POSITION-TO-RESTART-KEY.
* Skip records already processed
MOVE WS-RESTART-KEY TO AM-ACCT-NUMBER
START ACCT-MASTER-FILE
KEY IS GREATER THAN AM-ACCT-NUMBER
INVALID KEY
DISPLAY 'Cannot position to restart key'
STOP RUN
END-START
READ ACCT-MASTER-FILE NEXT
AT END
SET WS-ACCT-EOF TO TRUE
END-READ
DISPLAY 'Positioned to: ' AM-ACCT-NUMBER.
14.8.3 Production Checkpoint Considerations
In a real production environment, checkpoint/restart is more complex:
-
Commit scope: If the program writes to multiple output files, all outputs must be consistent at checkpoint time. You cannot checkpoint the master update without also checkpointing the report position and the exception file position.
-
JCL support: IBM z/OS provides system-level checkpoint/restart through the CHKPT macro and the RESTART parameter in JCL. This handles file repositioning automatically.
-
Database coordination: If the program updates DB2, checkpoints must coordinate with DB2 commit points. We cover this in Chapter 32 (Transaction Design Patterns).
-
Frequency trade-off: More frequent checkpoints mean less rework on restart but add overhead during normal processing. A common guideline: checkpoint every 5,000-50,000 records, or every 5-15 minutes of processing time.

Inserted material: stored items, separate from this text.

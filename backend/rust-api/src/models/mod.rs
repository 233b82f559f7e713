use serde::{Deserialize, Serialize};

pub mod attempt;
pub mod feedback;
pub mod quiz;
pub mod timer;

pub use attempt::{
    AnswerRecord, Attempt, AttemptStatus, FeedbackMeta, FeedbackStatus, QuizSnapshot,
    ScoreSummary, TopicBreakdown, TopicScore,
};
pub use quiz::{Question, QuestionType, Quiz, Track};

/// Authenticated learner making an attempt-touching call.
#[derive(Debug, Clone, Serialize, Deserialize)]
pub struct LearnerContext {
    pub learner_id: String,
    pub account_id: String,
    pub year_level: Option<u8>,
}

#[derive(Debug, Clone, Copy, PartialEq, Eq, Serialize, Deserialize)]
#[serde(rename_all = "snake_case")]
pub enum AccountStatus {
    Active,
    Trial,
    Suspended,
    Cancelled,
}
use std::fmt::Display;
use std::future::Future;
use std::time::Duration;

/// Exponential backoff with optional jitter for store writes that can lose
/// a compare-and-set race.
#[derive(Debug, Clone)]
pub struct RetryConfig {
    pub max_attempts: usize,
    pub base_backoff: Duration,
    pub max_backoff: Duration,
    pub jitter_max: Option<Duration>,
}

impl Default for RetryConfig {
    fn default() -> Self {
        Self {
            max_attempts: 5,
            base_backoff: Duration::from_millis(20),
            max_backoff: Duration::from_millis(500),
            jitter_max: Some(Duration::from_millis(50)),
        }
    }
}

impl RetryConfig {
    fn delay(&self, backoff: Duration) -> Duration {
        match self.jitter_max {
            Some(jitter) if !jitter.is_zero() => {
                let jitter_ms = jitter.as_millis() as u64;
                backoff + Duration::from_millis(rand::random::<u64>() % (jitter_ms + 1))
            }
            _ => backoff,
        }
    }
}

/// Runs `f` until it succeeds or `max_attempts` calls have failed; the last
/// error is returned.
pub async fn retry_async_with_config<F, Fut, T, E>(config: RetryConfig, mut f: F) -> Result<T, E>
where
    F: FnMut() -> Fut,
    Fut: Future<Output = Result<T, E>>,
    E: Display,
{
    let mut attempts_left = config.max_attempts.max(1);
    let mut backoff = config.base_backoff;

    loop {
        match f().await {
            Ok(v) => return Ok(v),
            Err(e) => {
                attempts_left -= 1;
                if attempts_left == 0 {
                    return Err(e);
                }

                tracing::debug!(error = %e, attempts_left, "Retrying after failure");
                tokio::time::sleep(config.delay(backoff)).await;
                backoff = std::cmp::min(backoff * 2, config.max_backoff);
            }
        }
    }
}

#[cfg(test)]
mod tests {
    use super::*;
    use std::sync::atomic::{AtomicUsize, Ordering};

    fn quick(max_attempts: usize) -> RetryConfig {
        RetryConfig {
            max_attempts,
            base_backoff: Duration::from_millis(1),
            max_backoff: Duration::from_millis(10),
            jitter_max: None,
        }
    }

    #[tokio::test]
    async fn retry_succeeds_after_lost_races() {
        let counter = AtomicUsize::new(0);

        let res: Result<usize, &'static str> = retry_async_with_config(quick(3), || async {
            let n = counter.fetch_add(1, Ordering::SeqCst);
            if n < 2 {
                Err("changed concurrently")
            } else {
                Ok(n)
            }
        })
        .await;

        assert_eq!(res, Ok(2));
        assert_eq!(counter.load(Ordering::SeqCst), 3);
    }

    #[tokio::test]
    async fn retry_gives_up_with_last_error() {
        let counter = AtomicUsize::new(0);

        let res: Result<(), String> = retry_async_with_config(quick(2), || async {
            let n = counter.fetch_add(1, Ordering::SeqCst);
            Err(format!("failure {}", n))
        })
        .await;

        assert_eq!(res, Err("failure 1".to_string()));
        assert_eq!(counter.load(Ordering::SeqCst), 2);
    }

    #[test]
    fn jitter_stays_within_bound() {
        let config = RetryConfig::default();
        for _ in 0..50 {
            let delay = config.delay(Duration::from_millis(20));
            assert!(delay >= Duration::from_millis(20));
            assert!(delay <= Duration::from_millis(70));
        }
    }
}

💡 Defensive Programming Note: Even if you do not implement formal checkpoint/restart, always design your programs so they can be safely restarted. This means: write output files that can be recreated from scratch (rather than appending), use the old-master/new-master pattern instead of in-place updates, and log enough information to verify correct completion.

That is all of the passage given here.